_Task requirements_
Go over the lines below, and when one contains the word "bool", copy it.

(Saved data entries)
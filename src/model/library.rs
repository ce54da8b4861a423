//! Libraries as reported by dependency resolvers.

use std::borrow::Borrow;
use std::fmt;
use std::path::PathBuf;

use schemars::JsonSchema;
use serde::{Deserialize, Serialize};

/// Opaque key of a library within one [`OperationResult`](super::OperationResult).
///
/// Resolvers pick the format; the engine only compares ids for equality.
#[derive(Debug, Clone, PartialEq, Eq, Hash, PartialOrd, Ord, Serialize, Deserialize)]
#[serde(transparent)]
pub struct LibraryId(String);

impl LibraryId {
    pub fn new(id: impl Into<String>) -> Self {
        Self(id.into())
    }

    #[must_use]
    pub fn as_str(&self) -> &str {
        &self.0
    }
}

impl From<&str> for LibraryId {
    fn from(id: &str) -> Self {
        Self::new(id)
    }
}

impl From<String> for LibraryId {
    fn from(id: String) -> Self {
        Self(id)
    }
}

impl Borrow<str> for LibraryId {
    fn borrow(&self) -> &str {
        &self.0
    }
}

impl fmt::Display for LibraryId {
    fn fmt(&self, f: &mut fmt::Formatter<'_>) -> fmt::Result {
        f.write_str(&self.0)
    }
}

/// Ecosystem of a library. The tag is part of every identity hash.
#[derive(
    Debug, Clone, Copy, PartialEq, Eq, Hash, Default, Serialize, Deserialize, JsonSchema,
)]
pub enum LibType {
    #[default]
    #[serde(rename = "")]
    Empty,
    #[serde(rename = "GO")]
    Golang,
    #[serde(rename = "JAVA")]
    Java,
    #[serde(rename = "FS")]
    Fs,
    #[serde(rename = "RUBY")]
    Ruby,
}

impl LibType {
    #[must_use]
    pub const fn as_str(&self) -> &'static str {
        match self {
            Self::Empty => "",
            Self::Golang => "GO",
            Self::Java => "JAVA",
            Self::Fs => "FS",
            Self::Ruby => "RUBY",
        }
    }
}

impl fmt::Display for LibType {
    fn fmt(&self, f: &mut fmt::Formatter<'_>) -> fmt::Result {
        f.write_str(self.as_str())
    }
}

/// Dependency scope as written by the package manager.
///
/// Text round-trips losslessly; unknown text maps to [`LibScope::Empty`].
#[derive(Debug, Clone, Copy, PartialEq, Eq, Hash, Default, Serialize, Deserialize)]
#[serde(from = "String", into = "&'static str")]
pub enum LibScope {
    #[default]
    Default,
    Empty,
    Compile,
    Provided,
    Runtime,
    System,
    Dev,
    Optional,
    OptionalDev,
    Test,
    Import,
}

impl LibScope {
    const ALL: [Self; 11] = [
        Self::Default,
        Self::Empty,
        Self::Compile,
        Self::Provided,
        Self::Runtime,
        Self::System,
        Self::Dev,
        Self::Optional,
        Self::OptionalDev,
        Self::Test,
        Self::Import,
    ];

    #[must_use]
    pub const fn as_str(&self) -> &'static str {
        match self {
            Self::Default => "default",
            Self::Empty => "",
            Self::Compile => "compile",
            Self::Provided => "provided",
            Self::Runtime => "runtime",
            Self::System => "system",
            Self::Dev => "dev",
            Self::Optional => "optional",
            Self::OptionalDev => "opt-dev",
            Self::Test => "test",
            Self::Import => "import",
        }
    }

    /// Parse scope text, falling back to [`LibScope::Empty`].
    #[must_use]
    pub fn from_text(text: &str) -> Self {
        Self::ALL
            .into_iter()
            .find(|scope| scope.as_str() == text)
            .unwrap_or(Self::Empty)
    }
}

impl From<&str> for LibScope {
    fn from(text: &str) -> Self {
        Self::from_text(text)
    }
}

impl From<String> for LibScope {
    fn from(text: String) -> Self {
        Self::from_text(&text)
    }
}

impl From<LibScope> for &'static str {
    fn from(scope: LibScope) -> Self {
        scope.as_str()
    }
}

impl fmt::Display for LibScope {
    fn fmt(&self, f: &mut fmt::Formatter<'_>) -> fmt::Result {
        f.write_str(self.as_str())
    }
}

/// Resolver that produced an operation result.
#[derive(
    Debug, Clone, Copy, PartialEq, Eq, Hash, Default, Serialize, Deserialize, JsonSchema,
)]
#[serde(rename_all = "snake_case")]
pub enum Organ {
    #[default]
    Maven,
    Gradle,
    FileSystem,
    Ruby,
}

impl Organ {
    #[must_use]
    pub const fn as_str(&self) -> &'static str {
        match self {
            Self::Maven => "maven",
            Self::Gradle => "gradle",
            Self::FileSystem => "file_system",
            Self::Ruby => "ruby",
        }
    }
}

impl fmt::Display for Organ {
    fn fmt(&self, f: &mut fmt::Formatter<'_>) -> fmt::Result {
        f.write_str(self.as_str())
    }
}

/// A single resolved library. Empty strings mean "absent".
#[derive(Debug, Clone, Default, PartialEq, Eq, Serialize, Deserialize)]
#[serde(rename_all = "camelCase", default)]
pub struct Library {
    pub artifact: String,
    pub version: String,
    /// Mainly used by Java libraries
    pub group_id: String,
    /// VCS revision, used by Go modules without a tagged version
    pub commit: String,
    pub scope: LibScope,
    pub lib_type: LibType,
    /// Where the library's files live on disk
    pub system_path: Option<PathBuf>,
    /// Whether this entry is a multi-module project wrapper
    pub is_project: bool,
}

impl Library {
    pub fn new(lib_type: LibType, artifact: impl Into<String>, version: impl Into<String>) -> Self {
        Self {
            artifact: artifact.into(),
            version: version.into(),
            lib_type,
            ..Self::default()
        }
    }

    /// A Maven coordinate.
    pub fn java(
        group_id: impl Into<String>,
        artifact: impl Into<String>,
        version: impl Into<String>,
    ) -> Self {
        Self {
            group_id: group_id.into(),
            ..Self::new(LibType::Java, artifact, version)
        }
    }

    #[must_use]
    pub fn with_commit(mut self, commit: impl Into<String>) -> Self {
        self.commit = commit.into();
        self
    }

    #[must_use]
    pub fn with_scope(mut self, scope: LibScope) -> Self {
        self.scope = scope;
        self
    }

    #[must_use]
    pub fn with_system_path(mut self, path: impl Into<PathBuf>) -> Self {
        self.system_path = Some(path.into());
        self
    }

    /// Commit if known, else version.
    #[must_use]
    pub fn version_or_commit(&self) -> &str {
        if self.commit.is_empty() {
            &self.version
        } else {
            &self.commit
        }
    }

    /// Display label used in rendered trees: `group:artifact:versionOrCommit`,
    /// with the group omitted when empty and ` (d)` appended for
    /// deduplicated occurrences.
    #[must_use]
    pub fn label(&self, deduplicated: bool) -> String {
        let mut label = String::new();
        if !self.group_id.is_empty() {
            label.push_str(&self.group_id);
            label.push(':');
        }
        label.push_str(&self.artifact);
        label.push(':');
        label.push_str(self.version_or_commit());
        if deduplicated {
            label.push_str(" (d)");
        }
        label
    }
}
//! Dependency forest assembly and rendering over resolver-shaped input.

use sca_fingerprint::model::{
    DependencyInfo, EnhancedResult, LibType, Library, OperationResult, Organ, VulnerableLib,
};
use sca_fingerprint::tree::DependencyNode;

// ============================================================================
// Helpers
// ============================================================================

fn jar(artifact: &str) -> Library {
    Library::java("com.acme", artifact, "1.0")
}

fn render_tree(op: &OperationResult) -> String {
    let mut out = Vec::new();
    op.write_tree(&mut out).unwrap();
    String::from_utf8(out).unwrap()
}

fn render_vulnerable(result: &EnhancedResult) -> String {
    let mut out = Vec::new();
    result.write_vulnerable_paths(&mut out).unwrap();
    String::from_utf8(out).unwrap()
}

fn mark_vulnerable(result: &mut EnhancedResult, id: &str) {
    result.vulnerable.insert(
        id.into(),
        VulnerableLib {
            cve: "CVE-2021-44228".to_string(),
            ..VulnerableLib::default()
        },
    );
}

/// a -> {b, c}, b -> d, c -> d
fn diamond() -> OperationResult {
    OperationResult::new("pom.xml", LibType::Java, Organ::Maven)
        .with_direct("a", jar("a"))
        .with_library("b", jar("b"))
        .with_library("c", jar("c"))
        .with_library("d", jar("d"))
        .with_edge("a", "b")
        .with_edge("a", "c")
        .with_edge("b", "d")
        .with_edge("c", "d")
}

// ============================================================================
// Assembly
// ============================================================================

#[test]
fn cycle_terminates() {
    let op = OperationResult::new("pom.xml", LibType::Java, Organ::Maven)
        .with_direct("a", jar("a"))
        .with_library("b", jar("b"))
        .with_edge("a", "b")
        .with_edge("b", "a");

    let forest = op.tree();
    assert_eq!(forest.len(), 1);
    let b = &forest[0].children[0];
    let a_again = &b.children[0];
    assert_eq!(a_again.id.as_str(), "a");
    assert!(a_again.deduplicated);
    assert!(a_again.children.is_empty());

    insta::assert_snapshot!(render_tree(&op), @r"
    pom.xml (JAVA)
    |-- com.acme:a:1.0
    |  |-- com.acme:b:1.0
    |  |  |-- com.acme:a:1.0 (d)
    ");
}

#[test]
fn diamond_expands_shared_child_once() {
    let forest = diamond().tree();
    let sizes: Vec<usize> = forest.iter().map(DependencyNode::size).collect();
    assert_eq!(sizes, [5]);

    let b = &forest[0].children[0];
    let c = &forest[0].children[1];
    assert!(!b.children[0].deduplicated);
    assert!(c.children[0].deduplicated);

    insta::assert_snapshot!(render_tree(&diamond()), @r"
    pom.xml (JAVA)
    |-- com.acme:a:1.0
    |  |-- com.acme:b:1.0
    |  |  |-- com.acme:d:1.0
    |  |-- com.acme:c:1.0
    |  |  |-- com.acme:d:1.0 (d)
    ");
}

#[test]
fn shallowest_occurrence_is_expanded() {
    // e is reached at depth 3 through a, but directly as a root too
    let op = OperationResult::new("pom.xml", LibType::Java, Organ::Maven)
        .with_direct("a", jar("a"))
        .with_direct("e", jar("e"))
        .with_library("b", jar("b"))
        .with_library("f", jar("f"))
        .with_edge("a", "b")
        .with_edge("b", "e")
        .with_edge("e", "f");

    insta::assert_snapshot!(render_tree(&op), @r"
    pom.xml (JAVA)
    |-- com.acme:a:1.0
    |  |-- com.acme:b:1.0
    |  |  |-- com.acme:e:1.0 (d)
    |
    |-- com.acme:e:1.0
    |  |-- com.acme:f:1.0
    ");
}

#[test]
fn dangling_ids_are_dropped() {
    let mut op = OperationResult::new("go.mod", LibType::Golang, Organ::FileSystem)
        .with_direct("x", Library::new(LibType::Golang, "github.com/x/x", "v1.0.0"))
        .with_edge("x", "missing");
    op.direct.push("also-missing".into());

    let forest = op.tree();
    assert_eq!(forest.len(), 1);
    assert!(forest[0].children.is_empty());
}

#[test]
fn dependency_tree_serializes_nested() {
    let mut result = EnhancedResult::new(diamond());
    result.deps.insert(
        "d".into(),
        DependencyInfo {
            artifact_id: "d".to_string(),
            sha1: "0123456789abcdef0123456789abcdef01234567".to_string(),
            ..DependencyInfo::default()
        },
    );

    let tree = result.dependency_tree();
    let json = serde_json::to_value(&tree).unwrap();
    assert_eq!(json[0]["artifactId"], "a");
    assert_eq!(json[0]["children"][0]["children"][0]["deduped"], false);
    assert_eq!(json[0]["children"][1]["children"][0]["deduped"], true);
    insta::assert_json_snapshot!(json[0]["children"][0]["children"][0], @r#"
    {
      "artifactId": "d",
      "deduped": false,
      "groupId": "",
      "sha1": "0123456789abcdef0123456789abcdef01234567",
      "type": "",
      "version": ""
    }
    "#);
}

// ============================================================================
// Vulnerability taint
// ============================================================================

#[test]
fn taint_reaches_every_ancestor() {
    let mut result = EnhancedResult::new(diamond());
    mark_vulnerable(&mut result, "d");

    let forest = result.forest();
    let a = &forest[0];
    assert!(a.vulnerable);
    assert!(a.children.iter().all(|child| child.vulnerable));

    insta::assert_snapshot!(render_vulnerable(&result), @r"
    |-- com.acme:a:1.0
    |  |-- com.acme:b:1.0
    |  |  |-- com.acme:d:1.0 Vulnerable
    |  |-- com.acme:c:1.0
    |  |  |-- com.acme:d:1.0 (d) Vulnerable
    ");
}

#[test]
fn clean_branches_are_not_rendered() {
    let op = OperationResult::new("pom.xml", LibType::Java, Organ::Maven)
        .with_direct("a", jar("a"))
        .with_direct("z", jar("z"))
        .with_library("b", jar("b"))
        .with_library("c", jar("c"))
        .with_edge("a", "b")
        .with_edge("a", "c");
    let mut result = EnhancedResult::new(op);
    mark_vulnerable(&mut result, "c");

    insta::assert_snapshot!(render_vulnerable(&result), @r"
    |-- com.acme:a:1.0
    |  |-- com.acme:c:1.0 Vulnerable
    ");
}

#[test]
fn vulnerable_parent_with_vulnerable_child_is_expanded() {
    let op = OperationResult::new("pom.xml", LibType::Java, Organ::Maven)
        .with_direct("a", jar("a"))
        .with_library("b", jar("b"))
        .with_edge("a", "b");
    let mut result = EnhancedResult::new(op);
    mark_vulnerable(&mut result, "a");
    mark_vulnerable(&mut result, "b");

    insta::assert_snapshot!(render_vulnerable(&result), @r"
    |-- com.acme:a:1.0
    |  |-- com.acme:b:1.0 Vulnerable
    ");
}

#[test]
fn long_chain_fits_a_default_thread_stack() {
    const DEPTH: usize = 100_000;

    let handle = std::thread::Builder::new()
        .stack_size(2 * 1024 * 1024)
        .spawn(|| {
            let mut op = OperationResult::new("pom.xml", LibType::Java, Organ::Maven)
                .with_direct("0", jar("0"));
            for i in 1..DEPTH {
                op = op
                    .with_library(i.to_string(), jar(&i.to_string()))
                    .with_edge((i - 1).to_string(), i.to_string());
            }
            let mut result = EnhancedResult::new(op);
            mark_vulnerable(&mut result, &(DEPTH - 1).to_string());

            let forest = result.forest();
            (forest[0].size(), forest[0].vulnerable)
        })
        .unwrap();

    assert_eq!(handle.join().unwrap(), (DEPTH, true));
}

_Reply to the exercise_
    pub is_project: bool,
    pub fn label(&self, deduplicated: bool) -> String {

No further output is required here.